> THE PROBLEM:
Take every line in the entries that includes the word "nonexistent" and copy it.

BEGIN GIVEN INFORMATION

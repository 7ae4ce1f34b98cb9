//! `fm exec` (synchronous host-side command execution) and `fm message`
//! (typed-as-if send_keys into a running session), §4.1/§4.3.

use crate::prelude::*;

#[test]
fn exec_runs_a_command_and_reports_its_exit_code() {
    let fleet = Fleet::empty();
    fleet.fm().args(&["create", "worker", "generic", "--cmd", "sleep", "--cmd", "30"]).passes();

    fleet.fm().args(&["exec", "worker", "--", "echo", "hello-from-exec"]).passes().stdout_has("hello-from-exec");
}

#[test]
fn exec_propagates_a_nonzero_exit_code() {
    let fleet = Fleet::empty();
    fleet.fm().args(&["create", "worker", "generic", "--cmd", "sleep", "--cmd", "30"]).passes();

    fleet.fm().args(&["exec", "worker", "--", "sh", "-c", "exit 7"]).fails().code_eq(1);
}

#[test]
fn exec_on_an_unknown_agent_is_not_found() {
    let fleet = Fleet::empty();
    fleet.fm().args(&["exec", "nonexistent-agent", "--", "true"]).fails().code_eq(3);
}

#[test]
fn message_sends_text_to_the_running_session() {
    let fleet = Fleet::empty();
    fleet.fm().args(&["create", "worker", "generic", "--cmd", "sleep", "--cmd", "30"]).passes();

    fleet.fm().args(&["message", "worker", "echo hi"]).passes().stdout_has("sent to");
}

#[test]
fn message_to_an_unknown_agent_is_not_found() {
    let fleet = Fleet::empty();
    fleet.fm().args(&["message", "nonexistent-agent", "hi"]).fails().code_eq(3);
}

END GIVEN INFORMATION

> EXERCISE RESPONSE:
    fleet.fm().args(&["exec", "nonexistent-agent", "--", "true"]).fails().code_eq(3);
    fleet.fm().args(&["message", "nonexistent-agent", "hi"]).fails().code_eq(3);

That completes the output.